>>>>

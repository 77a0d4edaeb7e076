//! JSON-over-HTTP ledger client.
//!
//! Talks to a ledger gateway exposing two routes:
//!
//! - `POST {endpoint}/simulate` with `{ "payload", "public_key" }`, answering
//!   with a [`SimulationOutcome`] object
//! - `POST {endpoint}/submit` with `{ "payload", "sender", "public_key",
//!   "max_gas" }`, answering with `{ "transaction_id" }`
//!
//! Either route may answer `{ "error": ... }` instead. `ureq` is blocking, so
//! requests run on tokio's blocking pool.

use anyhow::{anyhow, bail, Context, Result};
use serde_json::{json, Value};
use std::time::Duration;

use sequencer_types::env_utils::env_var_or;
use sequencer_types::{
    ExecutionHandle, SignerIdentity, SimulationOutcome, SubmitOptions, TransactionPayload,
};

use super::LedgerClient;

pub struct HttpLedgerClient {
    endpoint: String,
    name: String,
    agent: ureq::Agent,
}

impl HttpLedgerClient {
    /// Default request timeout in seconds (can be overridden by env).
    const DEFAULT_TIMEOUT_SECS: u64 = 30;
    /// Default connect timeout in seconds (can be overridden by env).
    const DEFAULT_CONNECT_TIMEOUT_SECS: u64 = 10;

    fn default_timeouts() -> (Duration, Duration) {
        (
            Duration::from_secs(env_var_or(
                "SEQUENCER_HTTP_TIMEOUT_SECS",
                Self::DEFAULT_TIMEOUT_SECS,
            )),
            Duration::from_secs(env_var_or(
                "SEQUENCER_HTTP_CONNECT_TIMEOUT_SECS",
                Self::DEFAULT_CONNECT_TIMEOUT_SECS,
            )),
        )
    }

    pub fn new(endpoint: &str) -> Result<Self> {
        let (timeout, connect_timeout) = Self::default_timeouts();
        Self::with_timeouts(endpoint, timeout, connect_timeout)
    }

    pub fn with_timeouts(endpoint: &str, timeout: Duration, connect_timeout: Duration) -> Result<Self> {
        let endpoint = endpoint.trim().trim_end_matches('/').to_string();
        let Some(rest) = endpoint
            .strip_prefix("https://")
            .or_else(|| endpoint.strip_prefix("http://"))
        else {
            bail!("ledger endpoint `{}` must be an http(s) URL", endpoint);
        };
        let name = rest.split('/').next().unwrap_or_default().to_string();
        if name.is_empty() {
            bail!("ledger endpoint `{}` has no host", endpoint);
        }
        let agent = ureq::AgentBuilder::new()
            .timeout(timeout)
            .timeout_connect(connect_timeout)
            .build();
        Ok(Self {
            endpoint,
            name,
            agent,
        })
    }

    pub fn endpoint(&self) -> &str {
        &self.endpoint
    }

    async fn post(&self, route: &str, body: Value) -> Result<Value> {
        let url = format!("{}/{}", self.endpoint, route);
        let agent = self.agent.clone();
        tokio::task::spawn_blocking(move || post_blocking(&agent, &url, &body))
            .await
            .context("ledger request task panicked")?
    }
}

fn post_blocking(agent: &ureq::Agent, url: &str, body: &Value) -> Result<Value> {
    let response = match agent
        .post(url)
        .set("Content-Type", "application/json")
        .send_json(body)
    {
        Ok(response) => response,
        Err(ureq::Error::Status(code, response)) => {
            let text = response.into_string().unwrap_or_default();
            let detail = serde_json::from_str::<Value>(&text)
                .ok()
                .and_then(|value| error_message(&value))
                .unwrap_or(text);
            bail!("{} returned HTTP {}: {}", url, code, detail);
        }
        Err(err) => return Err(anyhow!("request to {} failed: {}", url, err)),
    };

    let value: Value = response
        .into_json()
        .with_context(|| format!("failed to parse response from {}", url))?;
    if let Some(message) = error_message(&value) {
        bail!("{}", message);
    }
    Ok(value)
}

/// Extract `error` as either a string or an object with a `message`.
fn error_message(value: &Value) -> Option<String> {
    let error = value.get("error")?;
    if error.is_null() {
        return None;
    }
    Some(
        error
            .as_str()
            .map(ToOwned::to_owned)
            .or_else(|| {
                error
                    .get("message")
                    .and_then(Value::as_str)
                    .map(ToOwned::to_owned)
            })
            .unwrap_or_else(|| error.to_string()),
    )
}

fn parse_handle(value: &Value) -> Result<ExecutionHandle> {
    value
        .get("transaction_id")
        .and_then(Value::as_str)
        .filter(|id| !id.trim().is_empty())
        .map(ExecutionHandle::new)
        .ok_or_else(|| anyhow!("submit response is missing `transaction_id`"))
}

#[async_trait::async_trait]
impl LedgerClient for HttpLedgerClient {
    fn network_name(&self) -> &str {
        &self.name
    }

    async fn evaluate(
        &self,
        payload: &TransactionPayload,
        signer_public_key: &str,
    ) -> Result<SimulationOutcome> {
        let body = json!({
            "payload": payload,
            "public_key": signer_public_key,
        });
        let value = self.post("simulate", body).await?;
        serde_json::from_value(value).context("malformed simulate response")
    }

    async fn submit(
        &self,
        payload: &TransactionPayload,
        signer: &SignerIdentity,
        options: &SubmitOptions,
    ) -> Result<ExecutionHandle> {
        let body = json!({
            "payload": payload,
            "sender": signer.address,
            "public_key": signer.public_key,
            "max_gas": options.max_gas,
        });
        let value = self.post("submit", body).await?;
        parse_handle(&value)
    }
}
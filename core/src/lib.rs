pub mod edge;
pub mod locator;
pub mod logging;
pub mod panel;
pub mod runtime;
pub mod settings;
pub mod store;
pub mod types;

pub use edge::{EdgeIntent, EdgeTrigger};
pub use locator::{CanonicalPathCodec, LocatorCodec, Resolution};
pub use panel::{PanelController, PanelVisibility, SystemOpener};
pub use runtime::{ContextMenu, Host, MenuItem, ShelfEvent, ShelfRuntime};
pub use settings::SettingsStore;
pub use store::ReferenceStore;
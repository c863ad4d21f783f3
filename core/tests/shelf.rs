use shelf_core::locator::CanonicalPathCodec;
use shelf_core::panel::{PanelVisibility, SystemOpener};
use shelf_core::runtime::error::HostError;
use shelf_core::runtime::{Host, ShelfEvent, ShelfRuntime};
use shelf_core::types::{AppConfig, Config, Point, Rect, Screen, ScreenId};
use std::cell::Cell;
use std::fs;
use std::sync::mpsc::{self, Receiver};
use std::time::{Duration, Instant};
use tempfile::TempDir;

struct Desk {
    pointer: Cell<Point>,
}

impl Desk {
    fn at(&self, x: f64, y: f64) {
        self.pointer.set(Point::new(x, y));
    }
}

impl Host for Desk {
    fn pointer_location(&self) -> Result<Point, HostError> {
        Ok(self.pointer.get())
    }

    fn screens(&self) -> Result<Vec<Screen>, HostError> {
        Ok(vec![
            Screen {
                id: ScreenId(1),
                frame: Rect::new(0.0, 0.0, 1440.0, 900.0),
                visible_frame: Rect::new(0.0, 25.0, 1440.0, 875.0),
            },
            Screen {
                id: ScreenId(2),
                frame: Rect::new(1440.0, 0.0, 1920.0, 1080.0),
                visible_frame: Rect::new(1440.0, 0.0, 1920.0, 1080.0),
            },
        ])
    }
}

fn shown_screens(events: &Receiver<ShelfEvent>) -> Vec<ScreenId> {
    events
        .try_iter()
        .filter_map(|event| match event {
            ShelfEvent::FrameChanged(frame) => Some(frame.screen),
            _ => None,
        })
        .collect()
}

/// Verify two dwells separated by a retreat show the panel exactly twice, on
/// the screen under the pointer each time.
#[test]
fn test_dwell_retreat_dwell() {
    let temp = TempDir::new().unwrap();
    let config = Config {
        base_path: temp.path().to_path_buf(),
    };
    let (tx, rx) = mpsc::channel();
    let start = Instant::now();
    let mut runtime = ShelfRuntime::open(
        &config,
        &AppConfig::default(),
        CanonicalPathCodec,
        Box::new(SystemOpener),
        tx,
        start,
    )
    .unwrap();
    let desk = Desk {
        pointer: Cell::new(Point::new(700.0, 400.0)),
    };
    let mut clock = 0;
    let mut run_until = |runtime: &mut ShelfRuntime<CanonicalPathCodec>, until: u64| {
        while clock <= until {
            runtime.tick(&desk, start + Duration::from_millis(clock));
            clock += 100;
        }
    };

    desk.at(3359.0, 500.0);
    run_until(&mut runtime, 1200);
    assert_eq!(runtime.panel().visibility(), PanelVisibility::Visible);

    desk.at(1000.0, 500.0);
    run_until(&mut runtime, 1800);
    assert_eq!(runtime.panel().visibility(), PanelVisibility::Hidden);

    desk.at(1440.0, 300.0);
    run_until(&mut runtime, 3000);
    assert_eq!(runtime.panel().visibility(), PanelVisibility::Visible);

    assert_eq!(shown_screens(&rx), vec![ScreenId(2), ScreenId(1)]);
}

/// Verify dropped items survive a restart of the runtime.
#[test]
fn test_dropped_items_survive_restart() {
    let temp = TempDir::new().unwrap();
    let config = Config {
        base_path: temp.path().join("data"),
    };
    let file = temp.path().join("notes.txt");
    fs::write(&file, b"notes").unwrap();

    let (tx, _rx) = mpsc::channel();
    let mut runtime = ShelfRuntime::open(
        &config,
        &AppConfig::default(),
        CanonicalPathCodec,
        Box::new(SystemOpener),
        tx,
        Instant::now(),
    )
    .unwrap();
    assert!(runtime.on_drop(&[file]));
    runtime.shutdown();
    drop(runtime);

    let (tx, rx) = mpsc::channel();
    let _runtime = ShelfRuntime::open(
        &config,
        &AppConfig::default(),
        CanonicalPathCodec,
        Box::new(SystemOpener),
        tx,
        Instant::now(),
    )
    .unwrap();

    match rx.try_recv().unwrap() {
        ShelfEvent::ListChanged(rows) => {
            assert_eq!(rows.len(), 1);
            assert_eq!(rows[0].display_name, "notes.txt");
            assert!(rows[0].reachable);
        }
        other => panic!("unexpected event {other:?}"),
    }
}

<<<<

The task: The lines to copy are those above that contain "sender".

The completed task:
//! - `POST {endpoint}/submit` with `{ "payload", "sender", "public_key",
            "sender": signer.address,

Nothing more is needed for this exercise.